しかし、目的は事業者が適切な措置を講じるためであり、労働者を評価したりする為ではありません。医師は事業者に対して見解を報告する際には、労働者本人が「就業上の措置を希望しているか」といった意向を確認するなど、充分な配慮が必要です。
職場環境改善へ継続的に努める
ストレスチェック制度は、メンタルヘルスの不調を未然に防ぐためであり、事業場や部署単位で集計・分析するのは問題の発生原因を明らかにするためです。
米国国立労働安全衛生研究所(NIOSH)は、職場環境等の改善を通じたストレス対策のポイントとして、下記の内容を示しています。

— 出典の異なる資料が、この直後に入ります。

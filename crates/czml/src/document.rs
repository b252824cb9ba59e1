//! The document container: an ordered sequence of packets.
//!
//! Parsing is deliberately lenient. Property failures are swallowed per
//! packet, packet failures per document, and a top-level value that is
//! not an array yields an empty document with a logged diagnostic — no
//! error ever crosses the document boundary.

use serde_json::Value;
use tracing::warn;

use crate::packet::Packet;

/// An ordered, append/remove-only collection of packets.
#[derive(Debug, Clone, PartialEq, Default)]
pub struct Document {
    packets: Vec<Packet>,
}

impl Document {
    pub fn new() -> Self {
        Self::default()
    }

    pub fn with_packets(packets: Vec<Packet>) -> Self {
        Self { packets }
    }

    pub fn add(&mut self, packet: Packet) {
        self.packets.push(packet);
    }

    /// Remove the packet at `index`, if it exists.
    pub fn remove(&mut self, index: usize) -> Option<Packet> {
        if index < self.packets.len() {
            Some(self.packets.remove(index))
        } else {
            None
        }
    }

    pub fn packets(&self) -> &[Packet] {
        &self.packets
    }

    pub fn iter(&self) -> std::slice::Iter<'_, Packet> {
        self.packets.iter()
    }

    pub fn len(&self) -> usize {
        self.packets.len()
    }

    pub fn is_empty(&self) -> bool {
        self.packets.is_empty()
    }

    /// Parse a document from a JSON value.
    ///
    /// Elements that are not objects are dropped with a warning; a
    /// top-level value that is not an array yields an empty document.
    pub fn from_json(v: &Value) -> Self {
        let Some(arr) = v.as_array() else {
            warn!("CZML document is not a JSON array; producing an empty document");
            return Self::new();
        };
        let mut doc = Self::new();
        for (index, element) in arr.iter().enumerate() {
            match Packet::from_json(element) {
                Ok(packet) => doc.packets.push(packet),
                Err(err) => warn!("dropping packet at index {}: {}", index, err),
            }
        }
        doc
    }

    /// Parse a document from JSON text. Unparseable text yields an empty
    /// document with a logged diagnostic.
    pub fn from_str(text: &str) -> Self {
        match serde_json::from_str::<Value>(text) {
            Ok(v) => Self::from_json(&v),
            Err(err) => {
                warn!("CZML document text is not valid JSON: {}", err);
                Self::new()
            }
        }
    }

    pub fn to_json(&self) -> Value {
        Value::Array(self.packets.iter().map(Packet::to_json).collect())
    }

    pub fn to_json_string(&self) -> String {
        serde_json::to_string_pretty(&self.to_json()).unwrap_or_default()
    }

    /// Write the document as a sequence of event frames for event-stream
    /// consumption, one packet per frame.
    ///
    /// The output is not valid JSON and has no corresponding parser.
    pub fn to_event_stream(&self) -> String {
        let mut out = String::from("[\n");
        for packet in &self.packets {
            out.push_str("event: czml\ndata: ");
            out.push_str(
                &serde_json::to_string_pretty(&packet.to_json()).unwrap_or_default(),
            );
            out.push('\n');
        }
        out.push(']');
        out
    }
}

impl<'a> IntoIterator for &'a Document {
    type Item = &'a Packet;
    type IntoIter = std::slice::Iter<'a, Packet>;

    fn into_iter(self) -> Self::IntoIter {
        self.iter()
    }
}

/// Parse CZML text into a document, leniently.
pub fn document_from_str(text: &str) -> Document {
    Document::from_str(text)
}
#[cfg(test)]
mod tests {
    use super::*;
    use serde_json::json;

    #[test]
    fn billboard_round_trip() {
        let v = json!({
            "image": "http://x/y.png",
            "scale": 2.0,
            "show": true,
            "pixelOffset": [4.0, -4.0]
        });
        let b = Billboard::from_json(&v).unwrap();
        assert_eq!(b.image, Some(ImageUri::new("http://x/y.png")));
        let out = b.to_json();
        assert_eq!(out["image"], json!("http://x/y.png"));
        assert_eq!(out["scale"], json!(2.0));
        assert_eq!(out["pixelOffset"], json!([4.0, -4.0]));
        assert_eq!(Billboard::from_json(&out).unwrap(), b);
    }

    #[test]
    fn billboard_rejects_non_object() {
        assert!(Billboard::from_json(&json!("nope")).is_err());
    }

    #[test]
    fn label_with_interval_text() {
        let v = json!({
            "text": [
                {"interval": "A/B", "string": "Phase 1"},
                {"interval": "B/C", "string": "Phase 2"}
            ],
            "font": "11pt Lucida Console",
            "style": "FILL"
        });
        let l = Label::from_json(&v).unwrap();
        assert_eq!(l.to_json(), v);
    }

    #[test]
    fn polygon_with_vertex_positions_and_time() {
        let v = json!({
            "positions": {"cartesian": [0.0, 1.0, 2.0, 3.0, 60.0, 4.0, 5.0, 6.0]},
            "fill": true,
            "color": {"rgba": [0, 255, 0, 128]}
        });
        let p = Polygon::from_json(&v).unwrap();
        assert_eq!(p.to_json(), v);
    }

    #[test]
    fn bad_subfield_fails_the_carrier() {
        let v = json!({"scale": 2.0, "show": "not-a-bool"});
        assert!(Billboard::from_json(&v).is_err());
    }

    #[test]
    fn rectangle_extent_round_trip() {
        let v = json!({
            "coordinates": {"wsenDegrees": [-120.0, 30.0, -110.0, 40.0]},
            "fill": false
        });
        let r = Rectangle::from_json(&v).unwrap();
        assert_eq!(r.to_json(), v);
    }

    #[test]
    fn wall_height_lists_round_trip() {
        let v = json!({
            "positions": {"cartographicDegrees": [0.0, -115.0, 37.0, 100000.0, 60.0, -112.0, 40.0, 100000.0]},
            "minimumHeights": [0.0, 0.0],
            "maximumHeights": [100000.0, 100000.0]
        });
        let w = Wall::from_json(&v).unwrap();
        assert_eq!(w.to_json(), v);
    }

    #[test]
    fn clock_round_trip() {
        let v = json!({
            "interval": "2012-08-04T16:00:00Z/2012-08-05T16:00:00Z",
            "currentTime": "2012-08-04T16:00:00Z",
            "multiplier": 60.0,
            "range": "LOOP_STOP",
            "step": "SYSTEM_CLOCK_MULTIPLIER"
        });
        let c = Clock::from_json(&v).unwrap();
        assert_eq!(c.to_json(), v);
    }
}
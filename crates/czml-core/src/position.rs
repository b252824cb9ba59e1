//! Position properties: single time-dynamic positions, vertex position
//! lists, orientations and sensor direction lists.

use serde_json::{Map, Value};

use crate::cartesian::{Cartesian, Cartographic, UnitQuaternion, Velocity};
use crate::error::DecodeError;
use crate::fields::{opt_i64, opt_string, put_i64, put_string};
use crate::samples::{decode_samples, encode_samples, Sample};
use crate::time::json_number;

/// One interval-scoped position of an object.
#[derive(Debug, Clone, PartialEq, Default)]
pub struct CzmlPosition {
    pub cartesian: Option<Vec<Sample<Cartesian>>>,
    pub cartographic_degrees: Option<Vec<Sample<Cartographic>>>,
    pub cartographic_radians: Option<Vec<Sample<Cartographic>>>,
    pub cartesian_velocity: Option<Vec<Sample<Velocity>>>,
    pub interval: Option<String>,
    pub epoch: Option<String>,
    pub interpolation_algorithm: Option<String>,
    pub interpolation_degree: Option<i64>,
    pub reference: Option<String>,
}

impl CzmlPosition {
    pub fn cartesian_constant(x: f64, y: f64, z: f64) -> Self {
        Self {
            cartesian: Some(vec![Sample::constant(Cartesian::new(x, y, z))]),
            ..Self::default()
        }
    }

    pub fn from_json(v: &Value) -> Result<Self, DecodeError> {
        if v.is_array() {
            return Ok(Self {
                cartesian: Some(decode_samples(v)?),
                ..Self::default()
            });
        }
        let obj = v.as_object().ok_or(DecodeError::ShapeMismatch("position"))?;
        Ok(Self {
            cartesian: obj.get("cartesian").map(decode_samples).transpose()?,
            cartographic_degrees: obj
                .get("cartographicDegrees")
                .map(decode_samples)
                .transpose()?,
            cartographic_radians: obj
                .get("cartographicRadians")
                .map(decode_samples)
                .transpose()?,
            cartesian_velocity: obj
                .get("cartesianVelocity")
                .map(decode_samples)
                .transpose()?,
            interval: opt_string(obj, "interval"),
            epoch: opt_string(obj, "epoch"),
            interpolation_algorithm: opt_string(obj, "interpolationAlgorithm"),
            interpolation_degree: opt_i64(obj, "interpolationDegree"),
            reference: opt_string(obj, "reference"),
        })
    }

    pub fn to_json(&self) -> Value {
        let mut map = Map::new();
        put_string(&mut map, "interval", &self.interval);
        put_string(&mut map, "epoch", &self.epoch);
        if let Some(samples) = &self.cartesian {
            map.insert("cartesian".to_string(), encode_samples(samples));
        }
        if let Some(samples) = &self.cartographic_degrees {
            map.insert("cartographicDegrees".to_string(), encode_samples(samples));
        }
        if let Some(samples) = &self.cartographic_radians {
            map.insert("cartographicRadians".to_string(), encode_samples(samples));
        }
        if let Some(samples) = &self.cartesian_velocity {
            map.insert("cartesianVelocity".to_string(), encode_samples(samples));
        }
        put_string(&mut map, "interpolationAlgorithm", &self.interpolation_algorithm);
        put_i64(&mut map, "interpolationDegree", &self.interpolation_degree);
        put_string(&mut map, "reference", &self.reference);
        Value::Object(map)
    }
}

/// The `position` packet property: one position or a list of
/// interval-scoped positions.
#[derive(Debug, Clone, PartialEq)]
pub struct CzmlPositions(pub Vec<CzmlPosition>);

impl CzmlPositions {
    pub fn single(position: CzmlPosition) -> Self {
        Self(vec![position])
    }

    pub fn from_json(v: &Value) -> Result<Self, DecodeError> {
        if let Some(arr) = v.as_array() {
            if arr.first().is_some_and(Value::is_object) {
                let positions = arr
                    .iter()
                    .map(CzmlPosition::from_json)
                    .collect::<Result<Vec<_>, _>>()?;
                return Ok(Self(positions));
            }
        }
        Ok(Self(vec![CzmlPosition::from_json(v)?]))
    }

    pub fn to_json(&self) -> Value {
        if self.0.len() == 1 {
            return self.0[0].to_json();
        }
        Value::Array(self.0.iter().map(CzmlPosition::to_json).collect())
    }
}

impl From<CzmlPosition> for CzmlPositions {
    fn from(position: CzmlPosition) -> Self {
        Self::single(position)
    }
}

/// Vertex position lists for polylines, polygons and walls.
#[derive(Debug, Clone, PartialEq, Default)]
pub struct Positions {
    pub cartesian: Option<Vec<Sample<Cartesian>>>,
    pub cartographic_degrees: Option<Vec<Sample<Cartographic>>>,
    pub cartographic_radians: Option<Vec<Sample<Cartographic>>>,
    pub references: Option<Vec<String>>,
}

impl Positions {
    pub fn from_json(v: &Value) -> Result<Self, DecodeError> {
        if v.is_array() {
            return Ok(Self {
                cartesian: Some(decode_samples(v)?),
                ..Self::default()
            });
        }
        let obj = v
            .as_object()
            .ok_or(DecodeError::ShapeMismatch("positions"))?;
        let references = match obj.get("references") {
            Some(Value::Array(items)) => {
                let mut refs = Vec::with_capacity(items.len());
                for item in items {
                    let s = item
                        .as_str()
                        .ok_or(DecodeError::ShapeMismatch("positions"))?;
                    refs.push(s.to_string());
                }
                Some(refs)
            }
            Some(_) => return Err(DecodeError::ShapeMismatch("positions")),
            None => None,
        };
        Ok(Self {
            cartesian: obj.get("cartesian").map(decode_samples).transpose()?,
            cartographic_degrees: obj
                .get("cartographicDegrees")
                .map(decode_samples)
                .transpose()?,
            cartographic_radians: obj
                .get("cartographicRadians")
                .map(decode_samples)
                .transpose()?,
            references,
        })
    }

    pub fn to_json(&self) -> Value {
        let mut map = Map::new();
        if let Some(samples) = &self.cartesian {
            map.insert("cartesian".to_string(), encode_samples(samples));
        }
        if let Some(samples) = &self.cartographic_degrees {
            map.insert("cartographicDegrees".to_string(), encode_samples(samples));
        }
        if let Some(samples) = &self.cartographic_radians {
            map.insert("cartographicRadians".to_string(), encode_samples(samples));
        }
        if let Some(refs) = &self.references {
            map.insert(
                "references".to_string(),
                Value::Array(refs.iter().map(|s| Value::String(s.clone())).collect()),
            );
        }
        Value::Object(map)
    }
}

/// The `orientation` packet property, as unit quaternion samples.
#[derive(Debug, Clone, PartialEq, Default)]
pub struct Orientation {
    pub unit_quaternion: Option<Vec<Sample<UnitQuaternion>>>,
    pub interval: Option<String>,
    pub epoch: Option<String>,
    pub interpolation_algorithm: Option<String>,
    pub interpolation_degree: Option<i64>,
    pub reference: Option<String>,
}

impl Orientation {
    pub fn from_json(v: &Value) -> Result<Self, DecodeError> {
        if v.is_array() {
            return Ok(Self {
                unit_quaternion: Some(decode_samples(v)?),
                ..Self::default()
            });
        }
        let obj = v
            .as_object()
            .ok_or(DecodeError::ShapeMismatch("orientation"))?;
        Ok(Self {
            unit_quaternion: obj.get("unitQuaternion").map(decode_samples).transpose()?,
            interval: opt_string(obj, "interval"),
            epoch: opt_string(obj, "epoch"),
            interpolation_algorithm: opt_string(obj, "interpolationAlgorithm"),
            interpolation_degree: opt_i64(obj, "interpolationDegree"),
            reference: opt_string(obj, "reference"),
        })
    }

    pub fn to_json(&self) -> Value {
        let mut map = Map::new();
        put_string(&mut map, "interval", &self.interval);
        put_string(&mut map, "epoch", &self.epoch);
        if let Some(samples) = &self.unit_quaternion {
            map.insert("unitQuaternion".to_string(), encode_samples(samples));
        }
        put_string(&mut map, "interpolationAlgorithm", &self.interpolation_algorithm);
        put_i64(&mut map, "interpolationDegree", &self.interpolation_degree);
        put_string(&mut map, "reference", &self.reference);
        Value::Object(map)
    }
}

/// Direction lists for sensor volumes, as flat numeric lists in one of
/// four coordinate conventions.
#[derive(Debug, Clone, PartialEq, Default)]
pub struct Directions {
    pub unit_spherical: Option<Vec<f64>>,
    pub spherical: Option<Vec<f64>>,
    pub unit_cartesian: Option<Vec<f64>>,
    pub cartesian: Option<Vec<f64>>,
}

impl Directions {
    pub fn from_json(v: &Value) -> Result<Self, DecodeError> {
        let obj = v
            .as_object()
            .ok_or(DecodeError::ShapeMismatch("directions"))?;
        Ok(Self {
            unit_spherical: number_list(obj.get("unitSpherical"))?,
            spherical: number_list(obj.get("spherical"))?,
            unit_cartesian: number_list(obj.get("unitCartesian"))?,
            cartesian: number_list(obj.get("cartesian"))?,
        })
    }

    pub fn to_json(&self) -> Value {
        let mut map = Map::new();
        let mut put = |key: &str, list: &Option<Vec<f64>>| {
            if let Some(values) = list {
                map.insert(
                    key.to_string(),
                    Value::Array(values.iter().map(|n| json_number(*n)).collect()),
                );
            }
        };
        put("unitSpherical", &self.unit_spherical);
        put("spherical", &self.spherical);
        put("unitCartesian", &self.unit_cartesian);
        put("cartesian", &self.cartesian);
        Value::Object(map)
    }
}

fn number_list(v: Option<&Value>) -> Result<Option<Vec<f64>>, DecodeError> {
    let Some(v) = v else {
        return Ok(None);
    };
    let arr = v
        .as_array()
        .ok_or(DecodeError::ShapeMismatch("directions"))?;
    let mut out = Vec::with_capacity(arr.len());
    for item in arr {
        out.push(
            item.as_f64()
                .ok_or(DecodeError::ShapeMismatch("directions"))?,
        );
    }
    Ok(Some(out))
}
//! String-valued properties that may appear as a bare string or as an
//! object with a reference.

use serde_json::{Map, Value};

use crate::error::DecodeError;
use crate::fields::{opt_string, put_string};

/// Decode the `bare-string | {field, reference}` shape shared by the
/// composite string properties. Returns `(value, reference)`.
fn string_or_object(
    v: &Value,
    field: &'static str,
    name: &'static str,
) -> Result<(Option<String>, Option<String>), DecodeError> {
    if let Some(s) = v.as_str() {
        return Ok((Some(s.to_string()), None));
    }
    let obj = v.as_object().ok_or(DecodeError::ShapeMismatch(name))?;
    Ok((opt_string(obj, field), opt_string(obj, "reference")))
}

/// Write the inverse: a bare string when only the value is present,
/// otherwise an object.
fn string_or_object_json(
    value: &Option<String>,
    reference: &Option<String>,
    field: &'static str,
) -> Value {
    match (value, reference) {
        (Some(s), None) => Value::String(s.clone()),
        _ => {
            let mut map = Map::new();
            put_string(&mut map, field, value);
            put_string(&mut map, "reference", reference);
            Value::Object(map)
        }
    }
}

macro_rules! string_property {
    ($(#[$doc:meta])* $type:ident, $field:ident, $wire:literal) => {
        $(#[$doc])*
        #[derive(Debug, Clone, PartialEq, Eq, Default)]
        pub struct $type {
            pub $field: Option<String>,
            pub reference: Option<String>,
        }

        impl $type {
            pub fn new(value: impl Into<String>) -> Self {
                Self {
                    $field: Some(value.into()),
                    reference: None,
                }
            }

            pub fn from_json(v: &Value) -> Result<Self, DecodeError> {
                let ($field, reference) = string_or_object(v, $wire, $wire)?;
                Ok(Self { $field, reference })
            }

            pub fn to_json(&self) -> Value {
                string_or_object_json(&self.$field, &self.reference, $wire)
            }
        }

        impl From<&str> for $type {
            fn from(value: &str) -> Self {
                Self::new(value)
            }
        }
    };
}

string_property!(
    /// A CSS font specification, e.g. `"11pt Lucida Console"`.
    Font, font, "font"
);
string_property!(
    /// A label style: `FILL`, `OUTLINE` or `FILL_AND_OUTLINE`.
    Style, label_style, "labelStyle"
);
string_property!(
    /// An image URI (a URL or a data URI).
    ImageUri, uri, "uri"
);
string_property!(
    /// Horizontal origin of a billboard or label: `LEFT`, `CENTER`, `RIGHT`.
    HorizontalOrigin, horizontal_origin, "horizontalOrigin"
);
string_property!(
    /// Vertical origin of a billboard or label: `BOTTOM`, `CENTER`, `TOP`.
    VerticalOrigin, vertical_origin, "verticalOrigin"
);
string_property!(
    /// Which portion of a sensor to display: `COMPLETE`,
    /// `BELOW_ELLIPSOID_HORIZON`, `ABOVE_ELLIPSOID_HORIZON`.
    PortionToDisplay, portion_to_display, "portionToDisplay"
);

/// One interval of a time-varying string.
#[derive(Debug, Clone, PartialEq, Eq)]
pub struct StringInterval {
    pub interval: Option<String>,
    pub string: String,
}

impl StringInterval {
    fn from_json(v: &Value) -> Result<Self, DecodeError> {
        let obj = v.as_object().ok_or(DecodeError::ShapeMismatch("string"))?;
        let string = obj
            .get("string")
            .and_then(|s| s.as_str())
            .ok_or(DecodeError::ShapeMismatch("string"))?
            .to_string();
        Ok(Self {
            interval: opt_string(obj, "interval"),
            string,
        })
    }

    fn to_json(&self) -> Value {
        let mut map = Map::new();
        put_string(&mut map, "interval", &self.interval);
        map.insert("string".to_string(), Value::String(self.string.clone()));
        Value::Object(map)
    }
}

/// Label text. Besides the bare-string and object forms this also accepts
/// a list of interval-scoped strings.
#[derive(Debug, Clone, PartialEq, Eq, Default)]
pub struct Text {
    pub string: Option<String>,
    pub reference: Option<String>,
    pub intervals: Option<Vec<StringInterval>>,
}

impl Text {
    pub fn new(value: impl Into<String>) -> Self {
        Self {
            string: Some(value.into()),
            ..Self::default()
        }
    }

    pub fn from_json(v: &Value) -> Result<Self, DecodeError> {
        if let Some(s) = v.as_str() {
            return Ok(Text::new(s));
        }
        if let Some(obj) = v.as_object() {
            return Ok(Self {
                string: opt_string(obj, "string"),
                reference: opt_string(obj, "reference"),
                intervals: None,
            });
        }
        if let Some(arr) = v.as_array() {
            let intervals = arr
                .iter()
                .map(StringInterval::from_json)
                .collect::<Result<Vec<_>, _>>()?;
            return Ok(Self {
                intervals: Some(intervals),
                ..Self::default()
            });
        }
        Err(DecodeError::ShapeMismatch("string"))
    }

    pub fn to_json(&self) -> Value {
        if let Some(intervals) = &self.intervals {
            return Value::Array(intervals.iter().map(StringInterval::to_json).collect());
        }
        string_or_object_json(&self.string, &self.reference, "string")
    }
}

impl From<&str> for Text {
    fn from(value: &str) -> Self {
        Text::new(value)
    }
}
//! Event consumers installed by the server.
//!
//! Every lifecycle event is written to the log under the `score::events` target. When `SCORE_EVENT_WEBHOOK_URL` is
//! set, events are also POSTed to that URL as JSON. Webhook failures are logged and the event is not retried.
use std::{future::Future, pin::Pin};

use log::*;
use reqwest::Client;
use score_engine::events::{EventHooks, EventMessage, MatchEvent};

const EVENT_LOG_TARGET: &str = "score::events";

pub fn create_event_hooks(webhook_url: Option<&str>) -> EventHooks {
    let mut hooks = EventHooks::default();
    hooks.on_match_created(|ev| log_event(ev.to_message()));
    hooks.on_score_updated(|ev| log_event(ev.to_message()));
    hooks.on_match_closed(|ev| log_event(ev.to_message()));
    if let Some(url) = webhook_url {
        info!("📬️ Lifecycle events will be forwarded to a webhook");
        let webhook = WebhookPublisher::new(url);
        let w = webhook.clone();
        hooks.on_match_created(move |ev| w.publish(&ev));
        let w = webhook.clone();
        hooks.on_score_updated(move |ev| w.publish(&ev));
        hooks.on_match_closed(move |ev| webhook.publish(&ev));
    }
    hooks
}

fn log_event(message: EventMessage) -> Pin<Box<dyn Future<Output = ()> + Send>> {
    match serde_json::to_string(&message) {
        Ok(json) => info!(target: EVENT_LOG_TARGET, "[{}] {json}", message.routing_key),
        Err(e) => warn!(target: EVENT_LOG_TARGET, "📬️ Could not serialize {} event. {e}", message.routing_key),
    }
    Box::pin(async {})
}

/// Sends events to an HTTP endpoint. Clones share a connection pool.
#[derive(Clone)]
pub struct WebhookPublisher {
    client: Client,
    url: String,
}

impl WebhookPublisher {
    pub fn new(url: &str) -> Self {
        Self { client: Client::new(), url: url.to_string() }
    }

    pub fn publish<E: MatchEvent>(&self, event: &E) -> Pin<Box<dyn Future<Output = ()> + Send>> {
        let client = self.client.clone();
        let url = self.url.clone();
        let message = event.to_message();
        Box::pin(async move {
            let result = client
                .post(&url)
                .header("X-Routing-Key", message.routing_key.as_str())
                .json(&message)
                .send()
                .await
                .and_then(|r| r.error_for_status());
            match result {
                Ok(_) => debug!("📬️ Delivered {} for match #{} to webhook", message.routing_key, message.payload.id),
                Err(e) => warn!(
                    "📬️ Could not deliver {} for match #{} to webhook. {e}",
                    message.routing_key, message.payload.id
                ),
            }
        })
    }
}
use actix_web::{
    http::{header::CONTENT_SECURITY_POLICY, StatusCode},
    test,
    test::TestRequest,
    web,
    App,
};
use log::debug;
use score_engine::{events::EventProducers, InMemoryDatabase, MatchLifecycleApi, MatchStore, MemoryCache, ResultCache};
use serde::de::DeserializeOwned;

use crate::{config::DEFAULT_CONTENT_SECURITY_POLICY, middleware::CspMiddlewareFactory, routes};

pub type TestApi = web::Data<MatchLifecycleApi<InMemoryDatabase, MemoryCache>>;

pub fn memory_api() -> TestApi {
    let _ = env_logger::try_init();
    web::Data::new(MatchLifecycleApi::new(InMemoryDatabase::new(), MemoryCache::default(), EventProducers::default()))
}

pub struct TestResponse {
    pub status: StatusCode,
    pub csp: Option<String>,
    pub body: String,
}

impl TestResponse {
    pub fn json<T: DeserializeOwned>(&self) -> T {
        serde_json::from_str(&self.body).unwrap_or_else(|e| panic!("Invalid JSON response {}. {e}", self.body))
    }

    pub fn error_message(&self) -> String {
        let value: serde_json::Value = self.json();
        value["error"].as_str().unwrap_or_default().to_string()
    }
}

pub async fn send<B, C>(api: &web::Data<MatchLifecycleApi<B, C>>, req: TestRequest) -> TestResponse
where
    B: MatchStore + 'static,
    C: ResultCache + 'static,
{
    send_with_policy(api, req, Some(DEFAULT_CONTENT_SECURITY_POLICY)).await
}

pub async fn send_with_policy<B, C>(
    api: &web::Data<MatchLifecycleApi<B, C>>,
    req: TestRequest,
    policy: Option<&str>,
) -> TestResponse
where
    B: MatchStore + 'static,
    C: ResultCache + 'static,
{
    let app = App::new()
        .wrap(CspMiddlewareFactory::new(policy))
        .app_data(api.clone())
        .configure(routes::configure::<B, C>);
    let service = test::init_service(app).await;
    debug!("Making request");
    let res = test::call_service(&service, req.to_request()).await;
    let status = res.status();
    let csp = res.headers().get(CONTENT_SECURITY_POLICY).and_then(|v| v.to_str().ok()).map(String::from);
    let body = test::read_body(res).await;
    TestResponse { status, csp, body: String::from_utf8_lossy(&body).into_owned() }
}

- 過大あるいは過小な仕事量を避け、仕事量に合わせた作業ペースの調整ができること
- 労働者の社会生活に合わせて勤務形態の配慮がなされていること
- 仕事の役割や責任が明確であること
- 仕事の将来や昇進・昇級の機会が明確であること
- 職場でよい人間関係が保たれていること
- 仕事の意義が明確にされ、やる気を刺激し、労働者の技術を活用するようにデザインされること
- 職場での意思決定への参加の機会があること
厚生労働省でも、職場環境改善ツールを広く開示しています。
ストレスチェック助成金が廃止になる!?
独立行政法人労働者健康安全機構は2022年度に産業保健関係助成金の撤廃を発表しました。
ストレスチェックに活用できる助成金
2022年度に廃止された助成金制度に代わって、新設された助成金がありますので、詳しくご紹介いたします。
団体経由産業保健活動推進助成金
団体経由産業保健活動推進助成金は、小規模事業場等の産業保健活動の支援を行うために新設されました。事業者団体等を対象に、産業保健活動費用の4/5(上限100万円)が助成されます。
支給条件
廃止された助成金との違いは、事業所ごとの申請ではなく、商工会や同業組合などの小規模事業場の活動を支援する事業者団体が申請を行う点です。
具体的なサービス内容については下記をご参照ください。
https://www.johas.go.jp/Portals/0/data0/sanpo/sanpojoseikin/R4/dantai/org_josei_tebiki_R4.pdf
助成金の相談は「サプナ社会保険労務士法人」へ
サプナ社会保険労務士法人では、中小企業が組織的にストレスチェックに取り組むことで、継続的な事業成長につながるようなサポートを行っています。
オンラインによる無料相談サービスを実施していますので、専用メールフォームにてご連絡ください。
原則、3営業日以内にプロの見識をもって丁寧に返信させていただきます。
まとめ
これから本格的な少子高齢化社会となる日本では、人材の確保のために、安心して働ける職場を維持することは必須事項です。
義務だからストレスチェックを行うのではなく、積極的な業務改善を行うために、効果的にストレスチェック制度を活用するようにしましょう。